Molly Kathleen Burnett (born April 23, 1988) is an American actress, singer and producer. She is best known for portraying the role of Kelly Ann on USA's Queen of the South and the role of Melanie Jonas on the daytime soap opera, Days of Our Lives.

Burnett was nominated for a Daytime Emmy Award in the Outstanding Younger Actress in A Drama Series category in 2010 and 2012, and one for Outstanding Supporting Actress in a Digital Daytime Drama Series in 2018.

Early life
Burnett is the first born child of Katie and David Burnett, and was raised in the Denver suburb of Littleton, Colorado along with her younger brother Will.

While attending Littleton High School, she took on numerous roles at both school and theater companies in the greater Denver area. Her credits include A Midsummer Night's Dream, Noises Off, and the title role in Annie.

After graduating with honors from Littleton High School, Burnett enrolled at Wagner College, a private liberal arts school on Staten Island.[1]

Career
In 2008, Burnett landed the role of heroine Melanie Jonas on the daytime serial Days of Our Lives. In 2012, she left daytime television to pursue other roles, landing guest spots on such prime time series as CSI: NY and Major Crimes.

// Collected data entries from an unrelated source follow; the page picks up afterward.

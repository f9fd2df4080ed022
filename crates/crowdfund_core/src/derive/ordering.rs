//! Ordered copies of the collection.
//!
//! # Invariants
//! - Sorting always happens on a copy built by [`sorted_copy`].
//! - All orderings are stable: equal keys keep their source order.

use crate::derive::criteria::SortCriterion;
use crate::model::project::Project;
use feruca::Collator;
use std::cmp::Ordering;

/// Result of sorting with an untyped criterion label.
#[derive(Debug, Clone, PartialEq)]
pub struct SortOutcome {
    /// Sorted copy, or the source order when the label was unknown.
    pub items: Vec<Project>,
    /// Applied criterion; `None` signals an unknown label.
    pub criterion: Option<SortCriterion>,
}

impl SortOutcome {
    pub fn is_unknown_criterion(&self) -> bool {
        self.criterion.is_none()
    }
}

/// Returns a stably sorted copy of `collection`; the source is left untouched.
pub fn sorted_copy<F>(collection: &[Project], compare: F) -> Vec<Project>
where
    F: FnMut(&Project, &Project) -> Ordering,
{
    let mut copy = collection.to_vec();
    copy.sort_by(compare);
    copy
}

/// Returns a copy ordered by `criterion`.
///
/// - `Name`: ascending by the Unicode root-locale collation, so accented
///   letters sort next to their base letter; names differing only by case put
///   lowercase first.
/// - `Pledged`, `Backers`: descending.
pub fn sort_by(collection: &[Project], criterion: SortCriterion) -> Vec<Project> {
    match criterion {
        SortCriterion::Name => {
            let mut collator = Collator::default();
            sorted_copy(collection, |a, b| {
                compare_names(&mut collator, a.name(), b.name())
            })
        }
        SortCriterion::Pledged => sorted_copy(collection, by_pledged_desc),
        SortCriterion::Backers => {
            sorted_copy(collection, |a, b| b.backers().cmp(&a.backers()))
        }
    }
}

/// Sorts by a criterion label such as `"pledged"`.
///
/// Unknown labels produce the identity order with `criterion: None` instead
/// of an error.
pub fn sort_by_label(collection: &[Project], label: &str) -> SortOutcome {
    match label.parse::<SortCriterion>() {
        Ok(criterion) => SortOutcome {
            items: sort_by(collection, criterion),
            criterion: Some(criterion),
        },
        Err(_) => SortOutcome {
            items: collection.to_vec(),
            criterion: None,
        },
    }
}

/// Returns the `n` projects with the highest pledged amount, highest first.
///
/// Ties keep collection order. Returns fewer than `n` items for small
/// collections and nothing for `n == 0`.
pub fn top_n(collection: &[Project], n: usize) -> Vec<Project> {
    if n == 0 {
        return Vec::new();
    }
    let mut ranked = sorted_copy(collection, by_pledged_desc);
    ranked.truncate(n);
    ranked
}

fn by_pledged_desc(a: &Project, b: &Project) -> Ordering {
    b.pledged().total_cmp(&a.pledged())
}

fn compare_names(collator: &mut Collator, a: &str, b: &str) -> Ordering {
    // Uppercase ASCII bytes sort before lowercase, so the reversed raw
    // comparison puts lowercase first when the collator sees a tie.
    collator.collate(a, b).then_with(|| b.cmp(a))
}
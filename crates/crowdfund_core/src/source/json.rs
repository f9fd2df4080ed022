//! JSON catalog payloads.

use crate::model::catalog::Catalog;
use crate::model::project::{Project, RawProject};
use crate::source::{CatalogError, CatalogResult, CatalogSource};
use log::{error, info};
use std::path::PathBuf;

const BUNDLED_GAMES_JSON: &str = include_str!("../../data/games.json");

/// Parses a JSON array of project objects.
///
/// # Errors
/// - [`CatalogError::Parse`] for malformed JSON or missing/mistyped fields.
/// - [`CatalogError::InvalidRecord`] for the first record failing validation.
pub fn parse_catalog(payload: &str) -> CatalogResult<Catalog> {
    let raw: Vec<RawProject> = serde_json::from_str(payload)?;
    let projects = raw
        .into_iter()
        .enumerate()
        .map(|(index, record)| {
            Project::try_from(record)
                .map_err(|source| CatalogError::InvalidRecord { index, source })
        })
        .collect::<CatalogResult<Vec<_>>>()?;
    Ok(Catalog::new(projects))
}

/// Demo catalog compiled into the crate.
pub fn bundled_catalog() -> CatalogResult<Catalog> {
    JsonStrSource::new("bundled:games.json", BUNDLED_GAMES_JSON).load()
}

/// In-memory JSON payload.
#[derive(Debug, Clone)]
pub struct JsonStrSource {
    label: String,
    payload: String,
}

impl JsonStrSource {
    pub fn new(label: impl Into<String>, payload: impl Into<String>) -> Self {
        Self {
            label: label.into(),
            payload: payload.into(),
        }
    }
}

impl CatalogSource for JsonStrSource {
    fn describe(&self) -> String {
        self.label.clone()
    }

    fn load(&self) -> CatalogResult<Catalog> {
        log_outcome(&self.label, parse_catalog(&self.payload))
    }
}

/// JSON payload stored in a file.
#[derive(Debug, Clone)]
pub struct JsonFileSource {
    path: PathBuf,
}

impl JsonFileSource {
    pub fn new(path: impl Into<PathBuf>) -> Self {
        Self { path: path.into() }
    }
}

impl CatalogSource for JsonFileSource {
    fn describe(&self) -> String {
        self.path.display().to_string()
    }

    fn load(&self) -> CatalogResult<Catalog> {
        let label = self.describe();
        let payload = match std::fs::read_to_string(&self.path) {
            Ok(payload) => payload,
            Err(source) => {
                return log_outcome(
                    &label,
                    Err(CatalogError::Io {
                        path: self.path.clone(),
                        source,
                    }),
                )
            }
        };
        log_outcome(&label, parse_catalog(&payload))
    }
}

fn log_outcome(label: &str, result: CatalogResult<Catalog>) -> CatalogResult<Catalog> {
    match &result {
        Ok(catalog) => info!(
            "event=catalog_loaded module=source status=ok source={} records={}",
            label,
            catalog.len()
        ),
        Err(err) => error!(
            "event=catalog_loaded module=source status=error source={} error={}",
            label, err
        ),
    }
    result
}

#[cfg(test)]
mod tests {
    use super::{bundled_catalog, parse_catalog};
    use crate::source::CatalogError;

    #[test]
    fn bundled_catalog_is_valid() {
        let catalog = bundled_catalog().expect("bundled payload should load");
        assert_eq!(catalog.len(), 11);
    }

    #[test]
    fn empty_array_is_an_empty_catalog() {
        let catalog = parse_catalog("[]").expect("empty array is valid");
        assert!(catalog.is_empty());
    }

    #[test]
    fn non_array_payload_is_a_parse_error() {
        let err = parse_catalog("{\"name\": \"x\"}").unwrap_err();
        assert!(matches!(err, CatalogError::Parse(_)));
    }
}
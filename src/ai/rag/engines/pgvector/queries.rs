// Database queries for the pgvector store

use super::schema::CHUNK_TABLE;
use crate::ai::rag::{EmbeddingVector, RAGError, RAGResult, RetrievedChunk};
use pgvector::Vector;
use sqlx::{PgPool, Postgres, Transaction};
use uuid::Uuid;

/// Serialize writers of one document for the rest of the transaction.
///
/// Without it two concurrent replacements under READ COMMITTED could each
/// miss the other's freshly inserted rows and leave a mixed chunk set.
pub async fn lock_document(
    tx: &mut Transaction<'_, Postgres>,
    conversation_id: &str,
    document_id: &str,
) -> RAGResult<()> {
    let key = format!("{}\u{1f}{}", conversation_id, document_id);
    sqlx::query("SELECT pg_advisory_xact_lock(hashtextextended($1, 0))")
        .bind(key)
        .execute(&mut **tx)
        .await
        .map_err(RAGError::database("lock document"))?;
    Ok(())
}

/// Delete every chunk of a document inside the transaction
pub async fn delete_document_chunks(
    tx: &mut Transaction<'_, Postgres>,
    conversation_id: &str,
    document_id: &str,
) -> RAGResult<u64> {
    let result = sqlx::query(&format!(
        "DELETE FROM {} WHERE conversation_id = $1 AND document_id = $2",
        CHUNK_TABLE
    ))
    .bind(conversation_id)
    .bind(document_id)
    .execute(&mut **tx)
    .await
    .map_err(RAGError::database("delete existing chunks"))?;

    Ok(result.rows_affected())
}

/// Insert one chunk row with a fresh id and the current timestamp
pub async fn insert_chunk(
    tx: &mut Transaction<'_, Postgres>,
    conversation_id: &str,
    document_id: &str,
    chunk_index: i32,
    content: &str,
    embedding: &EmbeddingVector,
) -> RAGResult<Uuid> {
    let id = Uuid::new_v4();
    sqlx::query(&format!(
        r#"
        INSERT INTO {} (id, conversation_id, document_id, chunk_index, content, embedding, created_at)
        VALUES ($1, $2, $3, $4, $5, $6, $7)
        "#,
        CHUNK_TABLE
    ))
    .bind(id)
    .bind(conversation_id)
    .bind(document_id)
    .bind(chunk_index)
    .bind(content)
    .bind(Vector::from(embedding.clone()))
    .bind(chrono::Utc::now())
    .execute(&mut **tx)
    .await
    .map_err(RAGError::database("insert chunk"))?;

    Ok(id)
}

/// Most similar chunks of a conversation by cosine distance
pub async fn similarity_search(
    pool: &PgPool,
    conversation_id: &str,
    query: &[f32],
    limit: usize,
) -> RAGResult<Vec<RetrievedChunk>> {
    let limit = i64::try_from(limit).unwrap_or(i64::MAX);

    sqlx::query_as::<_, RetrievedChunk>(&format!(
        r#"
        SELECT id, conversation_id, document_id, chunk_index, content,
               (1 - (embedding <=> $1))::real AS score
        FROM {}
        WHERE conversation_id = $2
        ORDER BY embedding <=> $1
        LIMIT $3
        "#,
        CHUNK_TABLE
    ))
    .bind(Vector::from(query.to_vec()))
    .bind(conversation_id)
    .bind(limit)
    .fetch_all(pool)
    .await
    .map_err(RAGError::database("query similar chunks"))
}

/// Delete every chunk of a conversation
pub async fn delete_conversation_chunks(pool: &PgPool, conversation_id: &str) -> RAGResult<u64> {
    let result = sqlx::query(&format!("DELETE FROM {} WHERE conversation_id = $1", CHUNK_TABLE))
        .bind(conversation_id)
        .execute(pool)
        .await
        .map_err(RAGError::database("delete conversation chunks"))?;

    Ok(result.rows_affected())
}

She also landed her first movie role, portraying Ashley Bloom in the MTV Original Film Ladies Man: A Made Movie, as well as the role of Justine Gable in the Hallmark Hall of Fame film This Magic Moment. In late 2015, Burnett appeared in the multi-episode role of Nina Moore on CSI: Cyber. Burnett's indie film credits include the roles of Lex in the sci-fi thriller Ctrl+Alt+Del, Lisa in The Wedding Party, and of Southern Belle Kate Stenson in Shattered.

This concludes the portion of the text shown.